The argument for an egalitarian public sphere that I have presented is limited in several ways, some of which could helpfully be clarified by further empirical work in the future. There are three core premises on which the argument could be challenged:
1. Wealth or income correlates with differences in substantive political perspectives.
2. The rich contribute a disproportionate share of political speech compared to the poor.
3. Political speech is subject to scarcity, such that more speech by some can drown out others.
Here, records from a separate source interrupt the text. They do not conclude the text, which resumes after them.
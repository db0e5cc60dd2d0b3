//! Study session building
//!
//! This module provides:
//! - Learning, browse and session preference filters
//! - Smart (bucketed) and traditional (least-practiced) word selection

pub mod filters;
pub mod selector;

pub use filters::{BrowseFilter, FilterState, LearningFilter, SessionConfig};
pub use selector::{select_session, SelectionContext};
use anyhow::Result;

use wordwise_lib::mastery::MasteryStatus;

use crate::app::App;
use crate::render::terminal::status_label;
use crate::OutputFormat;

pub fn run(
    app: &mut App,
    word: &str,
    status: MasteryStatus,
    format: &OutputFormat,
    use_color: bool,
) -> Result<()> {
    let entry = app.find_word(word)?;
    let Some(state) = app.store.set_status(&entry.id, status) else {
        anyhow::bail!("No progress tracked for '{}'", entry.id);
    };

    match format {
        OutputFormat::Json => {
            println!(
                "{}",
                serde_json::to_string_pretty(&serde_json::json!({
                    "word": entry.id,
                    "state": state,
                }))?
            );
        }
        OutputFormat::Plain => {
            println!("{} is now {}", entry.id, status_label(state.status, use_color).trim_end());
        }
    }
    Ok(())
}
For the sake of simplicity, I have presented these three premises as conditions, but it would be more accurate to view them as continuous variables. The values of these variables determine the strength of the case for egalitarian regulations. Thus, the argument for a more egalitarianism public sphere is stronger the more the rich contribute compared with the poor, the more riches correlate with substantive perspectives, and the more political speech is subject to scarcity.
The first premise is relatively uncontroversial, and the second is also well established for the case of formal political campaigns. It is harder to argue for the second premise for the informal public sphere, because the mechanisms through which the rich contribute more speech than the poor in this context are subtler and harder to measure. The third premise is also easier to establish for formal political campaigns than for the informal public sphere. Formal campaigns are subject to tight time constraints, and voters’ attention spans are often very limited.
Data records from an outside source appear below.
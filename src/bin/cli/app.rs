use std::path::{Path, PathBuf};
use std::sync::Arc;

use anyhow::{bail, Context, Result};

use wordwise_lib::config::AppConfig;
use wordwise_lib::enrichment::{Enricher, GenerativeClient};
use wordwise_lib::storage::FileStore;
use wordwise_lib::vocabulary::{Dataset, WordEntry};
use wordwise_lib::VocabularyStore;

/// Shared application state for CLI commands
pub struct App {
    pub data_dir: PathBuf,
    pub config: AppConfig,
    pub store: VocabularyStore,
}

impl App {
    /// Open the store in `data_dir`, or the platform default
    pub fn new(data_dir: Option<&Path>) -> Result<Self> {
        let data_dir = match data_dir {
            Some(dir) => dir.to_path_buf(),
            None => FileStore::default_data_dir().context("Failed to get data directory")?,
        };

        let config = AppConfig::load_from_dir(&data_dir)
            .with_context(|| format!("Failed to load config from {}", data_dir.display()))?;

        // A data_dir in config.toml redirects the store itself
        let store_dir = config.data_dir.clone().unwrap_or_else(|| data_dir.clone());
        let file_store = FileStore::new(store_dir.clone());
        file_store
            .init()
            .with_context(|| format!("Failed to initialize {}", store_dir.display()))?;

        let dataset = match &config.dataset_path {
            Some(path) => Dataset::from_path(path)
                .with_context(|| format!("Failed to read word list {}", path.display()))?,
            None => Dataset::bundled(),
        };

        let mut store = VocabularyStore::open(Box::new(file_store), dataset);
        if !store.has_saved_state() {
            let defaults = config.session.to_session_config();
            store.set_session_length(defaults.length);
            store.set_smart_mode(defaults.smart);
        }

        Ok(Self {
            data_dir: store_dir,
            config,
            store,
        })
    }

    /// Find a word by exact id, falling back to a case-insensitive match
    pub fn find_word(&self, name: &str) -> Result<WordEntry> {
        let name = name.trim();
        if let Some(word) = self.store.word(name) {
            return Ok(word.clone());
        }

        let lower = name.to_lowercase();
        let matches: Vec<&WordEntry> = self
            .store
            .words()
            .iter()
            .filter(|w| w.id.to_lowercase() == lower)
            .collect();

        match matches.len() {
            0 => bail!("No word '{}' in the catalog", name),
            1 => Ok(matches[0].clone()),
            _ => bail!(
                "Ambiguous word '{}'. Matches: {}",
                name,
                matches
                    .iter()
                    .map(|w| w.id.as_str())
                    .collect::<Vec<_>>()
                    .join(", ")
            ),
        }
    }

    /// Enrichment backed by the configured service and the store's caches
    pub fn enricher(&self) -> Result<Enricher> {
        let client = GenerativeClient::from_config(&self.config.enrichment)
            .context("Enrichment service is not configured")?;
        Ok(Enricher::new(
            Arc::new(client),
            self.store.definition_cache(),
            self.store.quiz_cache(),
        ))
    }
}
This suggests that the epistemic case for egalitarian interventions will be easiest for formal political campaigns and harder to make for the informal public sphere. Appropriate empirical research could help to clarify these contested questions. However, we should also be wary of drawing conclusions too quickly from existing research. For example, on standard measures, political ignorance is relatively invariant between different jurisdictions, even when regulations on political speech vary considerably (Caplan Reference Caplan2011; Somin Reference Somin2013). This might be taken to indicate that political knowledge is overwhelmingly determined by “demand-side” influences, with “supply-side” influences (such as the pro-rich skew discussed in this paper) having little effect. However, this inference would be too quick. Political knowledge is normally measured by testing whether respondents know uncontested political facts such as who occupies which political office. Diversity of perspectives was never likely to increase this kind of knowledge (of uncontested facts). Instead, diversity is supposed to increase voters’ knowledge of different moral or causal theories for evaluating government, and different considerations for or against different candidates or options – things that political knowledge surveys are less likely to assess. Assessing the strength of the epistemic case for an egalitarian public sphere will thus require different kinds of empirical research, or more creative uses of existing data.
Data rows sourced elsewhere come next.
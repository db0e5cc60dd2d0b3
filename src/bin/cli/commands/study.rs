use std::io::{self, BufRead, Write};

use anyhow::{Context, Result};

use wordwise_lib::practice::SessionOutcome;

use crate::app::App;
use crate::commands::session::resolve_length;
use crate::render::terminal::{paint, render_word, Color};

const PROMPT: &str = "[c]ompleted  [k]nown  [s]kip  [d]efine  [q]uit";

enum Action {
    Outcome(SessionOutcome),
    Define,
    Quit,
    Unknown,
}

fn parse_action(input: &str) -> Action {
    match input.trim().to_lowercase().as_str() {
        "c" | "completed" | "" => Action::Outcome(SessionOutcome::Completed),
        "k" | "known" => Action::Outcome(SessionOutcome::Known),
        "s" | "skip" => Action::Outcome(SessionOutcome::Skipped),
        "d" | "define" => Action::Define,
        "q" | "quit" => Action::Quit,
        _ => Action::Unknown,
    }
}

pub async fn run(app: &mut App, length: Option<usize>, use_color: bool) -> Result<()> {
    let config = app.store.session_config();
    let words = app.store.session_words_with(
        resolve_length(length, config.length),
        config.smart,
        &mut rand::thread_rng(),
    );
    if words.is_empty() {
        println!("Nothing to study with the current filters.");
        return Ok(());
    }

    let enricher = match app.enricher() {
        Ok(enricher) => Some(enricher),
        Err(e) => {
            log::info!("Definitions disabled: {:#}", e);
            None
        }
    };

    let stdin = io::stdin();
    let mut lines = stdin.lock().lines();
    let mut done = 0;

    'words: for (i, word) in words.iter().enumerate() {
        // Warm the cache for the next card while this one is shown
        if let (Some(enricher), Some(next)) = (&enricher, words.get(i + 1)) {
            enricher.prefetch_definition(&next.id);
        }

        println!(
            "\n{} {}/{}",
            paint("Word", Color::CYAN, use_color),
            i + 1,
            words.len()
        );
        println!("{}", render_word(word, app.store.mastery(&word.id), use_color));

        loop {
            print!("{} > ", PROMPT);
            io::stdout().flush().context("Failed to write prompt")?;
            let Some(line) = lines.next() else {
                break 'words;
            };
            let line = line.context("Failed to read input")?;

            match parse_action(&line) {
                Action::Outcome(outcome) => {
                    if let Some(state) = app.store.record_outcome(&word.id, outcome) {
                        println!("  -> {} ({} encounters)", state.status, state.encounters);
                    }
                    done += 1;
                    break;
                }
                Action::Define => match &enricher {
                    Some(enricher) => {
                        let definition = enricher.definition(&word.id).await;
                        println!("  {}", definition.english_definition);
                        println!("  {}", paint(&definition.vietnamese_definition, Color::DIM, use_color));
                        for example in &definition.examples {
                            println!("  - {}", example);
                        }
                    }
                    None => println!("  Definitions need an API key, see config.toml"),
                },
                Action::Quit => break 'words,
                Action::Unknown => println!("  Unrecognized input"),
            }
        }
    }

    // Save whatever the prefetches brought in
    app.store.persist().context("Failed to save progress")?;

    let stats = app.store.completion_stats();
    println!(
        "\nStudied {} of {} words. {} known of {} ({}%).",
        done,
        words.len(),
        stats.completed,
        stats.total,
        stats.percent_complete
    );
    Ok(())
}

#[cfg(test)]
mod tests {
    use super::*;

    #[test]
    fn test_parse_action() {
        assert!(matches!(parse_action(""), Action::Outcome(SessionOutcome::Completed)));
        assert!(matches!(parse_action(" K "), Action::Outcome(SessionOutcome::Known)));
        assert!(matches!(parse_action("skip"), Action::Outcome(SessionOutcome::Skipped)));
        assert!(matches!(parse_action("q"), Action::Quit));
        assert!(matches!(parse_action("x"), Action::Unknown));
    }

    #[test]
    fn test_length_flag_is_clamped() {
        let max = resolve_length(Some(usize::MAX), 20);
        assert!(max < usize::MAX);
        assert_eq!(resolve_length(Some(0), 20), 1);
        assert_eq!(resolve_length(None, 12), 12);
        assert_eq!(resolve_length(Some(500), 20), max);
    }
}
Insofar as this argument has been successful, it provides a practical example of constitutional design within the framework of epistemic democracy. It shows how potentially controversial institutional recommendations can be made using only epistemic considerations which are neutral between different substantive conceptions of justice. Egalitarians should not abandon epistemic considerations to the advocates of laissez-faire. An egalitarian public sphere is an invaluable resource for citizens to find out what they need to know.